Лучше бы змея ядовитая в самое сердце меня уколола, краше бы глаза мне глиной засыпали, чем нежели было узнать мне Петрушино подозренье, услышать его укор. Ждала мать ненаглядного сына, мечтала, грезила, и вот тебе — на, радуйся, мать, встрече с разлучным детищем, осуши свои горькие слезы, утоли свою печаль лютую, согрей размыканную душу…
Да и не только подозренье его, не только укор незабывный бросили меня в отчаянье, а равнодушие его, его безразличность холодная, безучастность его. Ведь почти два месяца, как он, мой Петруша, был в нашем городе, верховодил там, всеми земельными делами управлял, а мне — ни строчки, ни весточки, ни письма. Хоть бы наказал с кем. Ведь я земли под собой не чуяла, когда бежала в город, как только бывший наш староста сказал мне, что он виделся в городе с Петрушей, что он разговаривал с ним, и допыталась я у старосты, что обо мне-то он ни словечка не обмолвился.
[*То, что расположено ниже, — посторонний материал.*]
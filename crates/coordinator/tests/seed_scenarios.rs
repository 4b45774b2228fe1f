//! The six end-to-end seed scenarios from spec.md §8, each driven against
//! a scripted [`MockChainGateway`] through the real `Coordinator`.

use std::{
    sync::{Arc, Mutex},
    time::Duration
};

use alloy_primitives::{Address, TxHash};
use async_trait::async_trait;
use liq_chain::{mock::MockChainGateway, ChainError, ChainGateway};
use liq_coordinator::{Coordinator, Reporter};
use liq_types::{
    config::{ExchangeTarget, ReportingMode, SignerConfig},
    BotConfig, BotEvent, DeploymentVersion, PositionChange, PositionKind
};
use tokio_util::sync::CancellationToken;

/// Collects every event it sees, for assertion after the run.
#[derive(Clone, Default)]
struct CollectingReporter {
    events: Arc<Mutex<Vec<BotEvent>>>
}

#[async_trait]
impl Reporter for CollectingReporter {
    async fn report(&mut self, event: BotEvent) {
        self.events.lock().unwrap().push(event);
    }
}

fn test_config(genesis: u64) -> BotConfig {
    BotConfig {
        network: "test".to_string(),
        deployment_version: DeploymentVersion::V4,
        exchange: ExchangeTarget::Single(Address::with_last_byte(0xEE)),
        liquidation_bot_api_address: Address::with_last_byte(0xAA),
        exchange_launch_block: genesis,
        max_blocks_per_json_rpc_query: 1_000_000,
        refetch_interval: Duration::from_millis(15),
        recheck_interval: Duration::from_millis(10),
        liquidation_retry_interval: Duration::from_millis(5),
        liquidation_delay: Duration::ZERO,
        max_traders_per_liquidation_check: 1000,
        reporting: ReportingMode::Console,
        signer: SignerConfig::PrivateKey("0x00".to_string())
    }
}

fn change(trader: Address, block: u64, tx_index: u32, kind: PositionKind) -> PositionChange {
    PositionChange { trader, block, tx_index, kind }
}

/// Runs the coordinator for up to `window` against `gateway`, collecting
/// every event emitted, then cancels and waits for clean shutdown.
async fn run_for(gateway: MockChainGateway, config: BotConfig, window: Duration) -> Vec<BotEvent> {
    let collected = Arc::new(Mutex::new(Vec::new()));
    let reporter_events = collected.clone();

    let gateway: Arc<dyn ChainGateway> = Arc::new(gateway);
    let coordinator = Coordinator::new(gateway, config);
    let cancel = CancellationToken::new();
    let run_cancel = cancel.clone();

    let handle = tokio::spawn(async move {
        coordinator
            .run(move || CollectingReporter { events: reporter_events.clone() }, run_cancel)
            .await
    });

    tokio::time::sleep(window).await;
    cancel.cancel();
    let _ = tokio::time::timeout(Duration::from_secs(5), handle).await;

    let events = collected.lock().unwrap().clone();
    events
}

fn liquidated_traders(events: &[BotEvent]) -> Vec<Address> {
    events
        .iter()
        .filter_map(|event| match event {
            BotEvent::TraderLiquidated { trader, .. } => Some(*trader),
            _ => None
        })
        .collect()
}

#[tokio::test(flavor = "multi_thread", worker_threads = 4)]
async fn single_liquidatable_trader_is_liquidated() {
    let trader1 = Address::with_last_byte(1);
    let gateway = MockChainGateway::new();
    gateway.set_current_block(100);
    gateway.push_position_events(vec![change(trader1, 10, 0, PositionKind::Opened)]);
    gateway.push_position_events(vec![]);
    gateway.push_liquidatable(vec![true]);
    gateway.push_liquidate_ok(TxHash::repeat_byte(1));
    gateway.push_receipt(TxHash::repeat_byte(1), true);

    let events = run_for(gateway, test_config(0), Duration::from_millis(300)).await;

    let liquidated = liquidated_traders(&events);
    assert_eq!(liquidated, vec![trader1]);
}

#[tokio::test(flavor = "multi_thread", worker_threads = 4)]
async fn non_liquidatable_trader_is_never_liquidated() {
    let trader1 = Address::with_last_byte(1);
    let gateway = MockChainGateway::new();
    gateway.set_current_block(100);
    gateway.push_position_events(vec![change(trader1, 10, 0, PositionKind::Opened)]);
    gateway.push_position_events(vec![]);
    gateway.push_liquidatable(vec![false]);

    let events = run_for(gateway, test_config(0), Duration::from_millis(300)).await;

    assert!(liquidated_traders(&events).is_empty());
    assert!(events.iter().any(|event| matches!(event, BotEvent::TradersChecked { liquidatable } if liquidatable.is_empty())));
}

#[tokio::test(flavor = "multi_thread", worker_threads = 4)]
async fn trader_closed_before_liquidation_drops_out_of_the_open_set() {
    let trader1 = Address::with_last_byte(1);
    let gateway = MockChainGateway::new();
    gateway.set_current_block(100);
    gateway.push_position_events(vec![change(trader1, 10, 0, PositionKind::Opened), change(trader1, 11, 0, PositionKind::Closed)]);
    gateway.push_position_events(vec![]);
    gateway.push_liquidatable(vec![]);

    let events = run_for(gateway, test_config(0), Duration::from_millis(300)).await;

    assert!(liquidated_traders(&events).is_empty());
    let last_fetched = events.iter().rev().find_map(|event| match event {
        BotEvent::TradersFetched { count, .. } => Some(*count),
        _ => None
    });
    // trader1 is still tracked (it has a PositionState), just not open;
    // the count reflects tracked traders, open-set emptiness is asserted
    // via the absence of any liquidation.
    assert!(last_fetched.is_some());
}

#[tokio::test(flavor = "multi_thread", worker_threads = 4)]
async fn mixed_batch_liquidates_only_the_eligible_trader() {
    let trader1 = Address::with_last_byte(1);
    let trader2 = Address::with_last_byte(2);
    let gateway = MockChainGateway::new();
    gateway.set_current_block(100);
    gateway.push_position_events(vec![change(trader1, 10, 0, PositionKind::Opened), change(trader2, 10, 1, PositionKind::Opened)]);
    gateway.push_position_events(vec![]);
    gateway.push_liquidatable(vec![false, true]);
    gateway.push_liquidate_ok(TxHash::repeat_byte(2));
    gateway.push_receipt(TxHash::repeat_byte(2), true);

    let events = run_for(gateway, test_config(0), Duration::from_millis(300)).await;

    assert_eq!(liquidated_traders(&events), vec![trader2]);
}

#[tokio::test(flavor = "multi_thread", worker_threads = 4)]
async fn chunk_boundary_traders_are_all_liquidated() {
    const TOTAL: usize = 5000;
    const CHUNK: usize = 1000;

    let traders: Vec<Address> = (0..TOTAL)
        .map(|i| {
            let mut bytes = [0u8; 20];
            bytes[16..].copy_from_slice(&(i as u32).to_be_bytes());
            Address::from(bytes)
        })
        .collect();

    let opens: Vec<PositionChange> = traders.iter().enumerate().map(|(i, &addr)| change(addr, 10, i as u32, PositionKind::Opened)).collect();

    let targets: Vec<Address> = (0..5).map(|chunk| traders[chunk * CHUNK + 1]).collect();

    let gateway = MockChainGateway::new();
    gateway.set_current_block(100);
    gateway.push_position_events(opens);
    gateway.push_position_events(vec![]);

    for chunk in 0..5 {
        let mut flags = vec![false; CHUNK];
        flags[1] = true;
        gateway.push_liquidatable(flags);
        let _ = chunk;
    }

    for target in &targets {
        gateway.push_liquidate_ok(TxHash::from(target.into_word()));
    }
    for target in &targets {
        gateway.push_receipt(TxHash::from(target.into_word()), true);
    }

    let events = run_for(gateway, BotConfig { max_traders_per_liquidation_check: CHUNK, ..test_config(0) }, Duration::from_millis(500)).await;

    let mut liquidated = liquidated_traders(&events);
    liquidated.sort();
    let mut expected = targets.clone();
    expected.sort();
    assert_eq!(liquidated, expected, "every chunk-boundary trader must eventually be liquidated, with no loss");
}

#[tokio::test(flavor = "multi_thread", worker_threads = 4)]
async fn a_reverted_liquidation_is_retried_and_then_succeeds() {
    let trader1 = Address::with_last_byte(1);
    let gateway = MockChainGateway::new();
    gateway.set_current_block(100);
    gateway.push_position_events(vec![change(trader1, 10, 0, PositionKind::Opened)]);
    gateway.push_position_events(vec![]);
    gateway.push_liquidatable(vec![true]);
    gateway.push_liquidatable(vec![true]);
    gateway.push_liquidate_error(ChainError::Revert("undercollateralized check failed on-chain".to_string()));
    gateway.push_liquidate_ok(TxHash::repeat_byte(9));
    gateway.push_receipt(TxHash::repeat_byte(9), true);

    let events = run_for(gateway, test_config(0), Duration::from_millis(300)).await;

    let liquidated = liquidated_traders(&events);
    assert_eq!(liquidated, vec![trader1], "no duplicate TraderLiquidated for the same trader");
    let errors = events.iter().filter(|event| matches!(event, BotEvent::Error { .. })).count();
    assert!(errors >= 1, "the revert must surface as an Error event before the retry succeeds");
}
Пришла я тогда от старосты домой — сама с собой не совладаю. Комкаю все, что попало, спешу, собираюсь в город, в город бежать. Одна забота — чем, чем Петрушу обрадовать? Каким гостинцем? Какими дарами? За это хвачусь, за тем брошусь — все не то, что надо, что хотелось бы. Да и не знаю, не пойму, что мне хочется-то. Сундук открыла — давай метать все направо-налево. Чего ищу, сама не знаю. Мелькнуло у меня в мыслях — распашонку, в которой Петруша крестился, розовенькую, светло-светло-розовенькую, распашонку с зеленой шелковой ленточкой понести ему теперь. Так вдруг захотелось именно эту распашоночку ему в такую встречу дать.
«Блюди, — мол, — Петруша».
Все, все поймет сын, все почувствует, не горе, не горе — нет. Горе — наплевать! Радость, счастье мое родительское от встречи с ним поймет он, мой сокол, через эту светло-розовенькую распашоночку, через эту первую в своей жизни рубашечку.
«Ау, мой желанный! Ау, мой ненаглядный! Вот она, распашоночка твоя! Вот ты какой крохотный у меня был: вот тут ручонки, толстенькие, Петруша, у тебя были ручонки, с ямочками, с перетяжечками пухлыми, — в этих перетяжечках, в этих розовеньких ямочках, Петруша, Петя, столько радости, столько счастья находила твоя мать! Отсюда вот ножонки-лапочки, пальчики торчали. Вот так ими ты барабанил по воздуху, ноготочки малюсенькие и всегда задирались — усик задерется, как иголочка остренькая, в щеку, в грудь меня уколет — тоненький укол, радостный укол. А вот тут ленточка зеленая вылиняла, ты на нее слюнявился, от слюнок от твоих она вылиняла. А-а, ау, родненький!»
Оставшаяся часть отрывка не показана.